## Your instructions
Report every line of the data that includes "optimizer".

## Task inputs
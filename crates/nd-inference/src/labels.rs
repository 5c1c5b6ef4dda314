//! Default column names consumed by the orchestrators.

/// Categorical location labels; each column holds the proportion of a row's
/// observations that fell into that location.
pub const LOCATION_LABELS: [&str; 4] = ["dance_floor", "honey_storage", "near_exit", "brood_area_total"];

/// Continuous supplementary descriptors.
pub const SUPPLEMENTARY_LABELS: [&str; 8] = [
    "age",
    "days_left",
    "velocity",
    "velocity_day",
    "velocity_night",
    "r_squared",
    "phase",
    "amplitude",
];

/// Per-row number of location observations (trial count).
pub const LOCATION_COUNT_COLUMN: &str = "location_descriptor_count";

pub(crate) fn owned(labels: &[&str]) -> Vec<String> {
    labels.iter().map(|s| s.to_string()).collect()
}
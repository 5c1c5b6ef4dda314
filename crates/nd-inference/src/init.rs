//! Parameter initialisation.

use nalgebra::{DMatrix, DVector};
use rand::Rng;
use rand_distr::StandardNormal;

/// Orthogonal initialisation of a `rows × cols` weight matrix.
///
/// Draws a Gaussian matrix, takes the Q factor of its QR decomposition and fixes
/// the column signs with the signs of R's diagonal. The result has orthonormal
/// columns when `rows >= cols` and orthonormal rows otherwise.
pub fn orthogonal<R: Rng + ?Sized>(rows: usize, cols: usize, rng: &mut R) -> DMatrix<f64> {
    if rows == 0 || cols == 0 {
        return DMatrix::zeros(rows, cols);
    }
    let transpose = rows < cols;
    let (r, c) = if transpose { (cols, rows) } else { (rows, cols) };

    let gaussian = DMatrix::from_fn(r, c, |_, _| rng.sample::<f64, _>(StandardNormal));
    let qr = gaussian.qr();
    let mut q = qr.q();
    let diag = qr.r().diagonal();
    for (j, mut col) in q.column_iter_mut().enumerate() {
        if diag[j] < 0.0 {
            col.neg_mut();
        }
    }

    if transpose { q.transpose() } else { q }
}

/// Zero-initialised bias vector.
pub fn zeros(len: usize) -> DVector<f64> {
    DVector::zeros(len)
}
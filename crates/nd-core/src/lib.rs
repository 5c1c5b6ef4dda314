//! # nd-core
//!
//! Core types shared by the network-decomposition regression crates.
//!
//! This crate provides:
//! - the error type and `Result` alias used across the workspace
//! - [`Table`], the named-column input consumed by the orchestrators
//! - [`RegressionReport`], the named scalar/array result mapping
//! - [`Device`], the explicit compute-placement setting threaded through fits

#![warn(missing_docs)]
#![warn(clippy::all)]

pub mod error;
pub mod table;
pub mod types;

pub use error::{Error, Result};
pub use table::Table;
pub use types::{Device, RegressionReport, ReportValue};
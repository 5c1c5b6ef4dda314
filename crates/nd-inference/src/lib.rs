//! # nd-inference
//!
//! Maximum-likelihood regression of behavioural descriptors.
//!
//! This crate provides:
//! - null, linear and single-hidden-layer tanh models fitted with L-BFGS
//! - binomial, multinomial and normal observation models
//! - McFadden pseudo-R², MSE and R² reporting
//! - two table-level entry points, [`location_likelihoods`] for categorical
//!   counts and [`regression_likelihoods`] for continuous responses
//!
//! ## Architecture
//!
//! Gradients are exact: each likelihood returns `∂log p/∂output`, which
//! [`network::backward`] pushes through the layers.

#![warn(missing_docs)]
#![warn(clippy::all)]

/// Model fitting: parameter initialisation, objective, [`FittedModel`].
pub mod fit;
/// Orthogonal and zero initialisers.
pub mod init;
/// Default label sets and column names.
pub mod labels;
/// Observation models.
pub mod likelihood;
/// Table-level orchestrators.
pub mod likelihoods;
/// Pseudo-R², MSE, R².
pub mod metrics;
/// Forward and backward passes of the output transform.
pub mod network;
/// Generic numerical optimizer (L-BFGS backend).
pub mod optimizer;
/// Column standardisation.
pub mod preprocess;

pub use fit::{FitConfig, FittedModel, ModelKind, Observations, fit_model};
pub use labels::{LOCATION_COUNT_COLUMN, LOCATION_LABELS, SUPPLEMENTARY_LABELS};
pub use likelihood::{DEFAULT_NORMAL_EPS, Evaluation, Likelihood};
pub use likelihoods::{LocationOptions, RegressionOptions, location_likelihoods, regression_likelihoods};
pub use metrics::{mean_squared_error, r2_score, rho_mcf};
pub use network::NetworkParams;
pub use optimizer::{LbfgsOptimizer, OptimizationResult, OptimizerConfig};
pub use preprocess::standardize_columns;

pub use nd_core::{Device, Error, RegressionReport, ReportValue, Result, Table};
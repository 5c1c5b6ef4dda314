//! Named-column tabular input.

use crate::{Error, Result};
use nalgebra::DMatrix;
use serde::{Deserialize, Serialize};
use std::collections::BTreeMap;

/// Column-oriented table of `f64` values, rows = observations.
///
/// All columns share the same length. Columns are addressed by name, the way
/// the orchestrators receive their predictor and label lists.
#[derive(Debug, Clone, Default, PartialEq, Serialize, Deserialize)]
#[serde(try_from = "BTreeMap<String, Vec<f64>>", into = "BTreeMap<String, Vec<f64>>")]
pub struct Table {
    n_rows: usize,
    columns: BTreeMap<String, Vec<f64>>,
}

impl Table {
    /// Create an empty table.
    pub fn new() -> Self {
        Self::default()
    }

    /// Builder-style [`insert_column`](Table::insert_column).
    pub fn with_column(mut self, name: impl Into<String>, values: Vec<f64>) -> Result<Self> {
        self.insert_column(name, values)?;
        Ok(self)
    }

    /// Insert (or replace) a column. The first column fixes the row count.
    pub fn insert_column(&mut self, name: impl Into<String>, values: Vec<f64>) -> Result<()> {
        let name = name.into();
        let replacing_only = self.columns.len() == 1 && self.columns.contains_key(&name);
        if !self.columns.is_empty() && !replacing_only && values.len() != self.n_rows {
            return Err(Error::shape(
                format!("column '{name}'"),
                format!("{} rows", self.n_rows),
                format!("{} rows", values.len()),
            ));
        }
        self.n_rows = values.len();
        self.columns.insert(name, values);
        Ok(())
    }

    /// Parse a columnar JSON object: `{"col": [..], "other": [..]}`.
    pub fn from_json(json: &str) -> Result<Self> {
        let raw: BTreeMap<String, Vec<f64>> = serde_json::from_str(json)?;
        Self::try_from(raw)
    }

    /// Number of rows.
    pub fn n_rows(&self) -> usize {
        self.n_rows
    }

    /// Column names in sorted order.
    pub fn column_names(&self) -> impl Iterator<Item = &str> {
        self.columns.keys().map(String::as_str)
    }

    /// Borrow a column by name.
    pub fn column(&self, name: &str) -> Result<&[f64]> {
        self.columns
            .get(name)
            .map(Vec::as_slice)
            .ok_or_else(|| Error::MissingColumn(name.to_string()))
    }

    /// Gather the named columns into an `n_rows × names.len()` matrix.
    ///
    /// Fails on an empty selection, an empty table, or non-finite entries.
    pub fn select<S: AsRef<str>>(&self, names: &[S]) -> Result<DMatrix<f64>> {
        if names.is_empty() {
            return Err(Error::Validation("column selection must not be empty".to_string()));
        }
        if self.n_rows == 0 {
            return Err(Error::Validation("table has no rows".to_string()));
        }
        let mut out = DMatrix::zeros(self.n_rows, names.len());
        for (j, name) in names.iter().enumerate() {
            let name = name.as_ref();
            let col = self.column(name)?;
            if col.iter().any(|v| !v.is_finite()) {
                return Err(Error::Validation(format!(
                    "column '{name}' must contain only finite values"
                )));
            }
            out.column_mut(j).copy_from_slice(col);
        }
        Ok(out)
    }
}

impl TryFrom<BTreeMap<String, Vec<f64>>> for Table {
    type Error = Error;

    fn try_from(raw: BTreeMap<String, Vec<f64>>) -> Result<Self> {
        let mut table = Table::new();
        for (name, values) in raw {
            table.insert_column(name, values)?;
        }
        Ok(table)
    }
}

impl From<Table> for BTreeMap<String, Vec<f64>> {
    fn from(table: Table) -> Self {
        table.columns
    }
}

#[cfg(test)]
mod tests {
    use super::*;

    fn sample() -> Table {
        Table::new()
            .with_column("a", vec![1.0, 2.0, 3.0])
            .unwrap()
            .with_column("b", vec![4.0, 5.0, 6.0])
            .unwrap()
    }

    #[test]
    fn test_select_orders_columns_as_requested() {
        let t = sample();
        let m = t.select(&["b", "a"]).unwrap();
        assert_eq!(m.shape(), (3, 2));
        assert_eq!(m[(0, 0)], 4.0);
        assert_eq!(m[(2, 1)], 3.0);
    }

    #[test]
    fn test_length_mismatch_rejected() {
        let err = sample().with_column("c", vec![1.0]).unwrap_err();
        assert!(matches!(err, Error::ShapeMismatch { .. }));
    }

    #[test]
    fn test_replace_single_column_with_new_length() {
        let t = Table::new()
            .with_column("a", vec![1.0])
            .unwrap()
            .with_column("a", vec![1.0, 2.0])
            .unwrap();
        assert_eq!(t.n_rows(), 2);
    }

    #[test]
    fn test_missing_column() {
        let err = sample().select(&["zzz"]).unwrap_err();
        assert!(matches!(err, Error::MissingColumn(ref c) if c == "zzz"));
    }

    #[test]
    fn test_non_finite_rejected_on_select() {
        let t = Table::new().with_column("a", vec![1.0, f64::NAN]).unwrap();
        assert!(matches!(t.select(&["a"]), Err(Error::Validation(_))));
    }

    #[test]
    fn test_from_json() {
        let t = Table::from_json(r#"{"x": [1.0, 2.0], "y": [0.5, 0.25]}"#).unwrap();
        assert_eq!(t.n_rows(), 2);
        assert_eq!(t.column_names().collect::<Vec<_>>(), vec!["x", "y"]);
        assert_eq!(t.column("y").unwrap(), &[0.5, 0.25]);

        assert!(Table::from_json(r#"{"x": [1.0], "y": [0.5, 0.25]}"#).is_err());
    }

    #[test]
    fn test_serde_roundtrip_goes_through_validation() {
        let t = sample();
        let json = serde_json::to_string(&t).unwrap();
        let back: Table = serde_json::from_str(&json).unwrap();
        assert_eq!(back, t);
    }
}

## Task output
/// Generic numerical optimizer (L-BFGS backend).
pub mod optimizer;
pub use optimizer::{LbfgsOptimizer, OptimizationResult, OptimizerConfig};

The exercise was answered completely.